Background Aortic pulse wave velocity (APWV), a marker of arterial stiffness, was found to be a good predictor for the presence of incipient vascular disease and cardiovascular events in observational studies. APWV measured by echo Doppler is a simple and readily available method comparable with other costlier and complex modalities of APWV measurement like MRI, Complior method or applanation tonometry.

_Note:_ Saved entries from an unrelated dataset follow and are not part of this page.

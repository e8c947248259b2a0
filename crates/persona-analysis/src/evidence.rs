//! Evidence matching: link persona traits back to literal user content

use persona_core::{Citation, ContentItem, ContentKind, ContentSet, Persona, PersonaCharacteristic};

/// Citations kept per trait
pub const MAX_CITATIONS: usize = 5;

const CONFIDENCE_PER_CITATION: f64 = 0.3;

/// Heuristic confidence for a trait backed by `citations` excerpts
pub fn confidence(citations: usize) -> f64 {
    (citations as f64 * CONFIDENCE_PER_CITATION).min(1.0)
}

/// Find up to [`MAX_CITATIONS`] items mentioning `trait_text`, posts first, in fetch order
pub fn find_citations(content: &ContentSet, trait_text: &str) -> Vec<Citation> {
    let needle = trait_text.to_lowercase();

    content
        .posts
        .iter()
        .chain(content.comments.iter())
        .filter(|item| mentions(item, &needle))
        .take(MAX_CITATIONS)
        .map(Citation::from_item)
        .collect()
}

fn mentions(item: &ContentItem, needle: &str) -> bool {
    match item.kind {
        ContentKind::Post => {
            item.title.to_lowercase().contains(needle) || item.body.to_lowercase().contains(needle)
        }
        ContentKind::Comment => item.body.to_lowercase().contains(needle),
    }
}

/// Build one characteristic per interest and behavior habit that has evidence
///
/// Traits without a single matching item are dropped. Blank traits are
/// skipped since an empty needle would match everything.
pub fn find_supporting_evidence(
    content: &ContentSet,
    persona: &Persona,
) -> Vec<PersonaCharacteristic> {
    let interests = persona.interests.iter().map(|interest| {
        (
            "interests",
            interest,
            format!("User shows interest in {}", interest),
        )
    });
    let habits = persona.behavior_habits.iter().map(|habit| {
        (
            "behavior_habits",
            habit,
            format!("User exhibits this behavior: {}", habit),
        )
    });

    interests
        .chain(habits)
        .filter(|(_, trait_text, _)| !trait_text.trim().is_empty())
        .filter_map(|(category, trait_text, description)| {
            let citations = find_citations(content, trait_text);
            if citations.is_empty() {
                tracing::debug!(category, trait_text = %trait_text, "no evidence found");
                return None;
            }
            Some(PersonaCharacteristic {
                category: category.to_string(),
                trait_name: trait_text.clone(),
                confidence: confidence(citations.len()),
                description,
                citations,
            })
        })
        .collect()
}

Aims and objectives No previous studies have demonstrated a relationship between APWV findings and the complexity of coronary artery disease (CAD). Our aim was to examine the relationship between APWV findings and the severity of SYNTAX scores (SX scores).
Methods 500 patients who had undergone APWV measurements and elective coronary angiography from September 2012 to June 2013 were taken. Pulsed Doppler ultrasound (6.6 MHZ) probe with ECG synchronisation was used to calculate APWV. SYNTAX scoring was performed by observers who were blinded to APWV values.
Results A significant, nearly linear correlation between APWV and advancing CAD (p<0.0001) was observed. Patients with dual-vessel and triple-vessel disease had significantly higher APWV than patients without CAD. It was also found that mean APWV values were significantly more in patients with high or intermediate SX scores than in patients with low SX scores. The Fischer's linear discriminant analysis showed a cut-off value of APWV for predicting the possibility of having CAD to be >11.5 m/s.
Conclusions APWV has predictive value for the SX score. A positive relation exists between aortic stiffening and coronary atherosclerosis and APWV measured by 2D Doppler is a good predictor of advancing CAD.